Dimensional weight, also called DIM weight, is a pricing formula shipping companies use to determine shipping rates based on a parcel’s volume. If your business ships regularly, understanding how dimensional weight affects your bottom line is crucial to your success since there is a risk for bigger shipping fees—large and lightweight parcels cost more to ship than small and heavy parcels.

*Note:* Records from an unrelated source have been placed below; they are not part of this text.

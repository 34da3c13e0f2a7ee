//! # Organize Module
//!
//! Files the top-level media of a directory into `YYYY/MM` folders by
//! capture date.
//!
//! ## Flow
//! 1. Candidates: top-level media, oldest modification time first,
//!    optionally capped to the N oldest. The list is frozen in a manifest.
//! 2. Capture dates for all remaining candidates, resolved in batches.
//! 3. Per candidate: move into an empty slot, report an identical file
//!    already there as a duplicate, and leave a different one alone as a
//!    conflict. Sidecars follow moved files.
//! 4. A checkpoint is written after every candidate so an interrupted run
//!    resumes where it stopped. A finished run leaves it as its record;
//!    the next run sees it is exhausted and starts over.

mod candidates;
mod checkpoint;
mod executor;
mod types;

pub use candidates::collect_candidates;
pub use checkpoint::{CandidateManifest, CheckpointState, CheckpointStore};
pub use executor::OrganizePipeline;
pub use types::*;
//! # Video Module
//!
//! Flags probable re-encodes: videos with the same resolution, codec and
//! (quantized) duration whose bytes differ.
//!
//! Needs `ffprobe`. When it is missing the analysis is skipped and the rest
//! of the scan carries on. Groups found here are reported, never
//! consolidated.

mod analyzer;
mod probe;

pub use analyzer::NearDuplicateAnalyzer;
pub use probe::{parse_probe_output, Ffprobe, MediaProbe, StreamInfo};

use crate::core::hasher::ContentHash;
use serde::{Deserialize, Serialize};
use std::fmt;
use std::path::PathBuf;

/// Configuration for near-duplicate analysis
#[derive(Debug, Clone, Serialize, Deserialize)]
#[serde(default)]
pub struct VideoConfig {
    /// Path or name of the ffprobe executable
    pub ffprobe_path: PathBuf,
}

impl Default for VideoConfig {
    fn default() -> Self {
        Self {
            ffprobe_path: PathBuf::from("ffprobe"),
        }
    }
}

/// Approximate identity of a video stream.
///
/// Duration is kept as a count of whole half-seconds (truncated), so 10.1 s
/// and 10.3 s both land in the 10.0 s slot while 10.6 s does not.
#[derive(Debug, Clone, PartialEq, Eq, Hash, PartialOrd, Ord, Serialize, Deserialize)]
pub struct VideoFingerprint {
    pub width: u32,
    pub height: u32,
    pub codec: String,
    pub half_seconds: u64,
}

impl VideoFingerprint {
    /// Durations are truncated to the half second, so 10.1 s and 10.3 s both
    /// land in the 10.0 s slot. `None` for negative or non-finite durations.
    pub fn from_stream(info: &StreamInfo) -> Option<Self> {
        if !info.duration_secs.is_finite() || info.duration_secs < 0.0 {
            return None;
        }
        Some(Self {
            width: info.width,
            height: info.height,
            codec: info.codec.clone(),
            half_seconds: (info.duration_secs * 2.0).floor() as u64,
        })
    }

    pub fn duration_secs(&self) -> f64 {
        self.half_seconds as f64 / 2.0
    }
}

impl fmt::Display for VideoFingerprint {
    fn fmt(&self, f: &mut fmt::Formatter<'_>) -> fmt::Result {
        write!(
            f,
            "{}x{} {} {:.1}s",
            self.width,
            self.height,
            self.codec,
            self.duration_secs()
        )
    }
}

/// Files sharing one exact content hash inside a fingerprint group
#[derive(Debug, Clone, Serialize, Deserialize)]
pub struct ContentVariant {
    pub hash: ContentHash,
    pub paths: Vec<PathBuf>,
}

/// A fingerprint shared by two or more distinct contents
#[derive(Debug, Clone, Serialize, Deserialize)]
pub struct NearDuplicateGroup {
    pub fingerprint: VideoFingerprint,
    /// Sorted by hash; always two or more
    pub variants: Vec<ContentVariant>,
}

impl NearDuplicateGroup {
    pub fn member_count(&self) -> usize {
        self.variants.iter().map(|v| v.paths.len()).sum()
    }
}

This article shows you how to calculate the dimensional weight of your packages, explains DIM pricing and when it applies, and gives tips for shipping your parcels.
DIM Weight Calculator
Use the dimensional weight calculator below to determine the DIM weight of any parcel. Follow the steps by entering your parcel’s outside dimensions. For irregular packaging, measure from the widest points.
DIM Weight: Overview
Read on to learn more about how dimensional weight works, how it is calculated, how it affects pricing, and when shipping companies use it.
How DIM Weight Works
Dimensional weight represents the amount of space your parcel occupies in relation to its actual weight.
Space is a prime commodity for shipping carriers since each truck has limited room for packages, and this is where DIM weight comes into play. By calculating a package’s dimensional weight, carriers are able to charge for the amount of space a parcel will take up without relying solely on its weight.
Dimensional Weight Formula
The formula for calculating a parcel’s dimensional weight involves multiplying the package’s length, width, and height, and then dividing the product by the carrier’s dimensional factor (DIM factor)—which is 139 (for FedEx and UPS Daily Rates) or 166 (for USPS and UPS Retail Rates).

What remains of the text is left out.